Liverpool played out yet another 0-0 draw with Chelsea on Tuesday night, with the Reds that coming away with the most to ponder after another uninspiring showing.
It finished goalless at Stamford Bridge as we reached 465 minutes without seeing either side find the net in this fixture.
Despite the scoreline being the same, Jurgen Klopp concluded that the quality of football was worlds apart from the domestic cup finals between Liverpool and Chelsea last season.
“I saw two of them [0-0 draws] Liverpool vs. Chelsea the two finals were absolutely insane,” he told reporters in his post-match press conference.
“Very similar teams I would say, completely different level of football because of confidence for both teams.”
It is difficult to argue, particularly as far as we are concerned.
Liverpool were fortunate to escape with a point after seeing two goals chalked off by VAR and being repeatedly exposed at the back.
Yet the bigger picture is that the Reds look lost, incapable of demonstrating the basic principles that helped them win it all.
Where do we go from here? Let’s take a look at some of the trends and see if there is any hope of rescuing the situation.
CONCERN – The age profile of the midfield
It is a tired conversation that simultaneously becomes more and more relevant with each passing week.
Injuries have plagued Liverpool in the middle of the park this season, but it is difficult to have a great deal of sympathy and only so much of that can be put down to luck.
The Reds completed 63 games in 2021/22 and every single one of them counted. It was blood and thunder from start to finish and the physical demands of doing that in a Liverpool system are immeasurable.
Updated the midfield age profile stats. Sort it out, Liverpool. pic.twitter.com/4C23SmmuAd
— Andrew Beasley (@BassTunedToRed) April 5, 2023
To then enter the following season with the same set of midfielders, plenty of whom have now passed their prime years, certainly looks negligible with and without the benefit of hindsight.
Just seven percent of Liverpool’s midfield minutes have come from players aged 22-28, as per Liverpool writer Andrew Beasley, a staggering amount given that Newcastle‘s figure is 99.5 percent by the same metric.
There can be little excuse not to rectify that in the summer.
PRIORITY – Eliminate defensive lapses
Mistakes are part and parcel of sport, but Liverpool are currently making it far too easy to be picked apart and would be in even worse shape had it not been for their goalkeeper.
Chelsea recorded an xG of 2.17 on Tuesday night, highlighting just how fortunate the Reds were to come away with a clean sheet.
On other occasions, the 4-1 thrashing at the Etihad being one example, the punishment will be more severe.
It was a much-changed back four at Stamford Bridge, but the persistent nature of the errors has been contagious throughout the squad this season and Liverpool must focus on being more difficult to break forward against.

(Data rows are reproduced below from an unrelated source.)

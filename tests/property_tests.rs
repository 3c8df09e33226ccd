//! Property-based tests for the GIF animation encoder
//!
//! These tests use randomized frames and palettes to verify that encoded
//! animations always decode back to the frames that were written.

use deltagif::encode::BlockWriter;
use deltagif::{encode_indexed_frames, LzwCompressor, Palette, TRANSPARENT_INDEX};
use proptest::prelude::*;

/// Strategy: bit depth, dimensions and 1..4 frames of valid opaque indices
fn animation() -> impl Strategy<Value = (u8, u16, u16, Vec<Vec<u8>>)> {
    (1u8..=8, 1u16..24, 1u16..24).prop_flat_map(|(bit_depth, width, height)| {
        let len = width as usize * height as usize;
        let max_index = ((1u16 << bit_depth) - 1) as u8;
        let frame = prop::collection::vec(1..=max_index, len);
        (
            Just(bit_depth),
            Just(width),
            Just(height),
            prop::collection::vec(frame, 1..4),
        )
    })
}

fn distinct_palette(bit_depth: u8) -> Palette {
    let colors: Vec<[u8; 3]> = (0..1usize << bit_depth)
        .map(|i| [i as u8, (i * 7) as u8, 255 - i as u8])
        .collect();
    Palette::new(bit_depth, &colors).unwrap()
}

fn decode_indexed(data: &[u8]) -> Vec<(Option<u8>, Vec<u8>)> {
    let mut options = gif::DecodeOptions::new();
    options.set_color_output(gif::ColorOutput::Indexed);
    let mut decoder = options.read_info(data).unwrap();
    let mut frames = Vec::new();
    while let Some(frame) = decoder.read_next_frame().unwrap() {
        frames.push((frame.transparent, frame.buffer.to_vec()));
    }
    frames
}

proptest! {
    #[test]
    fn test_animation_round_trip((bit_depth, width, height, frames) in animation()) {
        let palette = distinct_palette(bit_depth);
        let data = encode_indexed_frames(width, height, 5, &palette, &frames).unwrap();
        let decoded = decode_indexed(&data);
        prop_assert_eq!(decoded.len(), frames.len());

        let mut screen = vec![TRANSPARENT_INDEX; width as usize * height as usize];
        for (expected, (transparent, buffer)) in frames.iter().zip(&decoded) {
            for (pixel, &index) in screen.iter_mut().zip(buffer) {
                if Some(index) != *transparent {
                    *pixel = index;
                }
            }
            prop_assert_eq!(&screen, expected);
        }
    }
}

proptest! {
    #[test]
    fn test_first_frame_has_no_transparency((bit_depth, width, height, frames) in animation()) {
        let palette = distinct_palette(bit_depth);
        let data = encode_indexed_frames(width, height, 0, &palette, &frames[..1]).unwrap();
        let decoded = decode_indexed(&data);
        prop_assert!(decoded[0].1.iter().all(|&index| index != TRANSPARENT_INDEX));
    }
}

/// Strategy: bit depth and an index stream, either random or one long run
fn lzw_input() -> impl Strategy<Value = (u8, Vec<u8>)> {
    let mixed = (1u8..=8, prop::collection::vec(any::<u8>(), 0..6000));
    let run = (1u8..=8, any::<u8>(), 2usize..200)
        .prop_map(|(bit_depth, symbol, len)| (bit_depth, vec![symbol; len]));
    prop_oneof![mixed, run].prop_map(|(bit_depth, raw)| {
        let mask = ((1u16 << bit_depth) - 1) as u8;
        (bit_depth, raw.iter().map(|&b| b & mask).collect())
    })
}

proptest! {
    #[test]
    fn test_lzw_stream_decodes((bit_depth, symbols) in lzw_input()) {

        let mut compressor = LzwCompressor::new(bit_depth);
        let mut blocks = Vec::new();
        {
            let mut writer = BlockWriter::new(&mut blocks);
            compressor.compress(symbols.iter().copied(), &mut writer).unwrap();
            writer.finish().unwrap();
        }

        let mut data = Vec::new();
        let mut rest = &blocks[..];
        while rest[0] != 0 {
            let len = rest[0] as usize;
            prop_assert!(len <= 255);
            data.extend_from_slice(&rest[1..=len]);
            rest = &rest[len + 1..];
        }
        prop_assert_eq!(rest.len(), 1);

        let decoded = weezl::decode::Decoder::new(weezl::BitOrder::Lsb, compressor.min_code_size())
            .decode(&data)
            .unwrap();
        prop_assert_eq!(decoded, symbols);
    }
}

proptest! {
    #[test]
    fn test_encoding_deterministic((bit_depth, width, height, frames) in animation()) {
        let palette = distinct_palette(bit_depth);
        let first = encode_indexed_frames(width, height, 3, &palette, &frames).unwrap();
        let second = encode_indexed_frames(width, height, 3, &palette, &frames).unwrap();
        prop_assert_eq!(first, second);
    }
}
//! GIF animation encoding pipeline
//!
//! Frames flow through the delta encoder, the LZW compressor and the bit
//! writer, framed by the fixed-field blocks of the container format.

pub mod bits;
pub mod delta;
pub mod header;
pub mod lzw;
mod state;
mod tree;
mod writer;

pub use bits::{BlockWriter, CodeSink};
pub use delta::{delta_encode, DeltaFrame, DeltaPixel};
pub use lzw::{LzwCompressor, LzwStats, MIN_LZW_CODE_SIZE};
pub use writer::GifEncoder;

use crate::{Palette, Result};

/// Convenience function to encode a whole animation in memory
///
/// Every frame is `width * height` palette indices and shares `delay`.
pub fn encode_indexed_frames<F: AsRef<[u8]>>(
    width: u16,
    height: u16,
    delay: u16,
    palette: &Palette,
    frames: &[F],
) -> Result<Vec<u8>> {
    let mut encoder = GifEncoder::begin(Vec::new(), width, height, delay, palette)?;
    for frame in frames {
        encoder.write_frame(frame.as_ref(), width, height, delay)?;
    }
    encoder.end()
}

The Reds have conceded 33 league goals so far this season, the same number as they shipped in the entirety of 2019/20.
CONCERN – The drop-off of our best players
When Virgil van Dijk and Mohamed Salah come in for criticism, you know we’re in a spot of bother.
Liverpool’s previous ability to grind results out while not at their best stemmed largely from being able to count on the star men – Alisson aside, there doesn’t appear to be many of those this season.
A football supporter’s natural reaction to adversity is to seek out scapegoats, and in recent months it feels like there has been a new one after every game.
World-class footballers don’t become bad overnight. Confidence is a fragile commodity and there is a visible lack of identity among the entire squad.
If beating Man United 7-0 isn’t enough to inject fresh belief, it is difficult to see what else might solve it.
PRIORITY – Improve away form
Liverpool have picked up just 13 points from 15 games on the road this season, the same as relegation candidates Leicester and Southampton.
It is a far cry from the title-winning season of 2019/20 when the Reds amassed 44 points from a possible 57, with most of the dropped points coming after the league had already been sealed.
The Anfield record has been comparatively impressive, with nine wins from 13 demonstrating that Liverpool still have the capacity to control and win football matches against good sides.
If the Reds are to return to their best next season, finding a way to win on their travels again has to be a primary objective.
CONCERN – The implications of no Champions League
The final concern neatly links back around to the first.
Liverpool supporters will be unsettled at the prospect of the club’s summer spending plans being curtailed by a failure to finish fourth.
In truth, missing out on Europe’s elite club competition only heightens the need to strengthen for next season, particularly given the emergence of Arsenal and Newcastle as serious contenders.
The midfield will require major surgery and there have been calls for defensive reinforcements to accompany that
It will be no small job and missing out on a UEFA windfall will inevitably make that process more difficult whether we like it or not.
It is a big ask, but Liverpool have pulled far more unlikely rabbits from hats in recent years.
Let’s just hope we have something worth shouting about in May!